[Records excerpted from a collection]
________________________

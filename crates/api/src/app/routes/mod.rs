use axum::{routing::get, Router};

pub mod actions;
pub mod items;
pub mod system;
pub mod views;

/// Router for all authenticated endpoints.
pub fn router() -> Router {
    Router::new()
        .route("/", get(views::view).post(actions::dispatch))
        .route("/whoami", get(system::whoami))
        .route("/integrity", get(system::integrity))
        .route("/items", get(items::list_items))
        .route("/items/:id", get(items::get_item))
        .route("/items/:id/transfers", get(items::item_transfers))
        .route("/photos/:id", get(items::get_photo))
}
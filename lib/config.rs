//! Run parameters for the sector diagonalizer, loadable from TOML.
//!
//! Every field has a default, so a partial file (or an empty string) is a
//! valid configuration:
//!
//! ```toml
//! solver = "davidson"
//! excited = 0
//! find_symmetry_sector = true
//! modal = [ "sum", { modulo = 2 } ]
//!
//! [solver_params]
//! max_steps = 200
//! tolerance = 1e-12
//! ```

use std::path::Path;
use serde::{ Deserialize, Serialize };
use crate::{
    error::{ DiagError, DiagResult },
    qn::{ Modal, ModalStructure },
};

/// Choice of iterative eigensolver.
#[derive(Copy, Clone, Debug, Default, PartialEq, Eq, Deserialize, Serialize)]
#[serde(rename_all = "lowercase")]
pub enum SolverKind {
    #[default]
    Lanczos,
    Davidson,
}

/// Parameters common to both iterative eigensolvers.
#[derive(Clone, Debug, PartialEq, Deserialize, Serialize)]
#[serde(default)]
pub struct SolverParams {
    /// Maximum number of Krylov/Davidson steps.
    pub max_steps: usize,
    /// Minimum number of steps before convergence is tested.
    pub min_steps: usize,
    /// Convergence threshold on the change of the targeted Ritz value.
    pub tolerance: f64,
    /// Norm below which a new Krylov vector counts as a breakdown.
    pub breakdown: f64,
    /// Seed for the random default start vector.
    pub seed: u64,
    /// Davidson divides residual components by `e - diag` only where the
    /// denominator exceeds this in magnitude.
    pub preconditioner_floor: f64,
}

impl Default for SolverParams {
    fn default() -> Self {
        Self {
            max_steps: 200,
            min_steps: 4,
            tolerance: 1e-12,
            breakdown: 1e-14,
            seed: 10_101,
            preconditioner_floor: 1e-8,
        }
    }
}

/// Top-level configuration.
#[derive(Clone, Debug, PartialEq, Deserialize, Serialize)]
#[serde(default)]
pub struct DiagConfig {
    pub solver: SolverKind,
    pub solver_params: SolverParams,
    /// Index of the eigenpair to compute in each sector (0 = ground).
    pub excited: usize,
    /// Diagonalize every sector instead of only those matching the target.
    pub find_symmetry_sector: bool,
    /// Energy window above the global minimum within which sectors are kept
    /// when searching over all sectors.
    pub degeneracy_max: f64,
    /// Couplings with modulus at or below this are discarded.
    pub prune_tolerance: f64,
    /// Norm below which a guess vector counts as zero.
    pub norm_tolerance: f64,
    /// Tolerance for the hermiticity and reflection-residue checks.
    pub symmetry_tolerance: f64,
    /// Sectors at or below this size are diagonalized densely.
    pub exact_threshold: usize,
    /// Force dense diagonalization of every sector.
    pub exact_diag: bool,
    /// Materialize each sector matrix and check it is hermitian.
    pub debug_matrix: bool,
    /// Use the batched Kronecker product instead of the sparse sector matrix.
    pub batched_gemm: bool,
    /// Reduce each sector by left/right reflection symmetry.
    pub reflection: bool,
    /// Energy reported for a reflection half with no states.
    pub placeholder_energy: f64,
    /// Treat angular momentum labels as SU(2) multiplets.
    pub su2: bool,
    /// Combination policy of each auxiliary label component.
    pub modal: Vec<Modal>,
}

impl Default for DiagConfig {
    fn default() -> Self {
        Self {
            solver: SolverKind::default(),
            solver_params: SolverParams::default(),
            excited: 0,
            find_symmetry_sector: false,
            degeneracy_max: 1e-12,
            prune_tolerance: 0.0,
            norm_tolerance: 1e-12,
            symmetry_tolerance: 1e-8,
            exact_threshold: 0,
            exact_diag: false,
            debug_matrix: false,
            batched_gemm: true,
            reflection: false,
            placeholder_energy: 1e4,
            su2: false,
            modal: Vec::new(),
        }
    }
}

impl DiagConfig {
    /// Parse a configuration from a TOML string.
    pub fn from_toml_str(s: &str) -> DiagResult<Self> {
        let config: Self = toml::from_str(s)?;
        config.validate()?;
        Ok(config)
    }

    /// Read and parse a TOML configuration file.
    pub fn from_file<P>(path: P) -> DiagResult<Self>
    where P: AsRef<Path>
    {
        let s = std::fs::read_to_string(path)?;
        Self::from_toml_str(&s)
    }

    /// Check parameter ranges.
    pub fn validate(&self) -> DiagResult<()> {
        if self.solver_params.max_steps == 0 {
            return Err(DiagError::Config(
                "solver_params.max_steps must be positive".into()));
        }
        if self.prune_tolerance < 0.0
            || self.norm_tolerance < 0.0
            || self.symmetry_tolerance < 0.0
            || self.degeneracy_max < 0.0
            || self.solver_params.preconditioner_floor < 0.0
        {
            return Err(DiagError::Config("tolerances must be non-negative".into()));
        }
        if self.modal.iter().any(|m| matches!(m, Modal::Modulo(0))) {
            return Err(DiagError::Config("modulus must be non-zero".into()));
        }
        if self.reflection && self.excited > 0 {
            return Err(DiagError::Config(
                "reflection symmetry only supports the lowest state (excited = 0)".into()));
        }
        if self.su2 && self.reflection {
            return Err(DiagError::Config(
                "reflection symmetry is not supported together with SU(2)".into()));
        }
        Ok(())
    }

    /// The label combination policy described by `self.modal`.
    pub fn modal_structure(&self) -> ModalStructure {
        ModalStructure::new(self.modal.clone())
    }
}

________________________

## WHAT YOU SHOULD DO
An exact reproduction of all the entries above is required.

## OUTPUT BELOW
filename crates/api/src/app/routes/mod.rs
use axum::{routing::get, Router};

pub mod actions;
pub mod items;
pub mod system;
pub mod views;

/// Router for all authenticated endpoints.
pub fn router() -> Router {
    Router::new()
        .route("/", get(views::view).post(actions::dispatch))
        .route("/whoami", get(system::whoami))
        .route("/integrity", get(system::integrity))
        .route("/items", get(items::list_items))
        .route("/items/:id", get(items::get_item))
        .route("/items/:id/transfers", get(items::item_transfers))
        .route("/photos/:id", get(items::get_photo))
}
filename lib/config.rs
//! Run parameters for the sector diagonalizer, loadable from TOML.
//!
//! Every field has a default, so a partial file (or an empty string) is a
//! valid configuration:
//!
//! ```toml
//! solver = "davidson"
//! excited = 0
//! find_symmetry_sector = true
//! modal = [ "sum", { modulo = 2 } ]
//!
//! [solver_params]
//! max_steps = 200
//! tolerance = 1e-12
//! ```

use std::path::Path;
use serde::{ Deserialize, Serialize };
use crate::{
    error::{ DiagError, DiagResult },
    qn::{ Modal, ModalStructure },
};

/// Choice of iterative eigensolver.
#[derive(Copy, Clone, Debug, Default, PartialEq, Eq, Deserialize, Serialize)]
#[serde(rename_all = "lowercase")]
pub enum SolverKind {
    #[default]
    Lanczos,
    Davidson,
}

/// Parameters common to both iterative eigensolvers.
#[derive(Clone, Debug, PartialEq, Deserialize, Serialize)]
#[serde(default)]
pub struct SolverParams {
    /// Maximum number of Krylov/Davidson steps.
    pub max_steps: usize,
    /// Minimum number of steps before convergence is tested.
    pub min_steps: usize,
    /// Convergence threshold on the change of the targeted Ritz value.
    pub tolerance: f64,
    /// Norm below which a new Krylov vector counts as a breakdown.
    pub breakdown: f64,
    /// Seed for the random default start vector.
    pub seed: u64,
    /// Davidson divides residual components by `e - diag` only where the
    /// denominator exceeds this in magnitude.
    pub preconditioner_floor: f64,
}

impl Default for SolverParams {
    fn default() -> Self {
        Self {
            max_steps: 200,
            min_steps: 4,
            tolerance: 1e-12,
            breakdown: 1e-14,
            seed: 10_101,
            preconditioner_floor: 1e-8,
        }
    }
}

/// Top-level configuration.
#[derive(Clone, Debug, PartialEq, Deserialize, Serialize)]
#[serde(default)]
pub struct DiagConfig {
    pub solver: SolverKind,
    pub solver_params: SolverParams,
    /// Index of the eigenpair to compute in each sector (0 = ground).
    pub excited: usize,
    /// Diagonalize every sector instead of only those matching the target.
    pub find_symmetry_sector: bool,
    /// Energy window above the global minimum within which sectors are kept
    /// when searching over all sectors.
    pub degeneracy_max: f64,
    /// Couplings with modulus at or below this are discarded.
    pub prune_tolerance: f64,
    /// Norm below which a guess vector counts as zero.
    pub norm_tolerance: f64,
    /// Tolerance for the hermiticity and reflection-residue checks.
    pub symmetry_tolerance: f64,
    /// Sectors at or below this size are diagonalized densely.
    pub exact_threshold: usize,
    /// Force dense diagonalization of every sector.
    pub exact_diag: bool,
    /// Materialize each sector matrix and check it is hermitian.
    pub debug_matrix: bool,
    /// Use the batched Kronecker product instead of the sparse sector matrix.
    pub batched_gemm: bool,
    /// Reduce each sector by left/right reflection symmetry.
    pub reflection: bool,
    /// Energy reported for a reflection half with no states.
    pub placeholder_energy: f64,
    /// Treat angular momentum labels as SU(2) multiplets.
    pub su2: bool,
    /// Combination policy of each auxiliary label component.
    pub modal: Vec<Modal>,
}

impl Default for DiagConfig {
    fn default() -> Self {
        Self {
            solver: SolverKind::default(),
            solver_params: SolverParams::default(),
            excited: 0,
            find_symmetry_sector: false,
            degeneracy_max: 1e-12,
            prune_tolerance: 0.0,
            norm_tolerance: 1e-12,
            symmetry_tolerance: 1e-8,
            exact_threshold: 0,
            exact_diag: false,
            debug_matrix: false,
            batched_gemm: true,
            reflection: false,
            placeholder_energy: 1e4,
            su2: false,
            modal: Vec::new(),
        }
    }
}

impl DiagConfig {
    /// Parse a configuration from a TOML string.
    pub fn from_toml_str(s: &str) -> DiagResult<Self> {
        let config: Self = toml::from_str(s)?;
        config.validate()?;
        Ok(config)
    }

    /// Read and parse a TOML configuration file.
    pub fn from_file<P>(path: P) -> DiagResult<Self>
    where P: AsRef<Path>
    {
        let s = std::fs::read_to_string(path)?;
        Self::from_toml_str(&s)
    }

    /// Check parameter ranges.
    pub fn validate(&self) -> DiagResult<()> {
        if self.solver_params.max_steps == 0 {
            return Err(DiagError::Config(
                "solver_params.max_steps must be positive".into()));
        }
        if self.prune_tolerance < 0.0
            || self.norm_tolerance < 0.0
            || self.symmetry_tolerance < 0.0
            || self.degeneracy_max < 0.0
            || self.solver_params.preconditioner_floor < 0.0
        {
            return Err(DiagError::Config("tolerances must be non-negative".into()));
        }
        if self.modal.iter().any(|m| matches!(m, Modal::Modulo(0))) {
            return Err(DiagError::Config("modulus must be non-zero".into()));
        }
        if self.reflection && self.excited > 0 {
            return Err(DiagError::Config(
                "reflection symmetry only supports the lowest state (excited = 0)".into()));
        }
        if self.su2 && self.reflection {
            return Err(DiagError::Config(
                "reflection symmetry is not supported together with SU(2)".into()));
        }
        Ok(())
    }

    /// The label combination policy described by `self.modal`.
    pub fn modal_structure(&self) -> ModalStructure {
        ModalStructure::new(self.modal.clone())
    }
}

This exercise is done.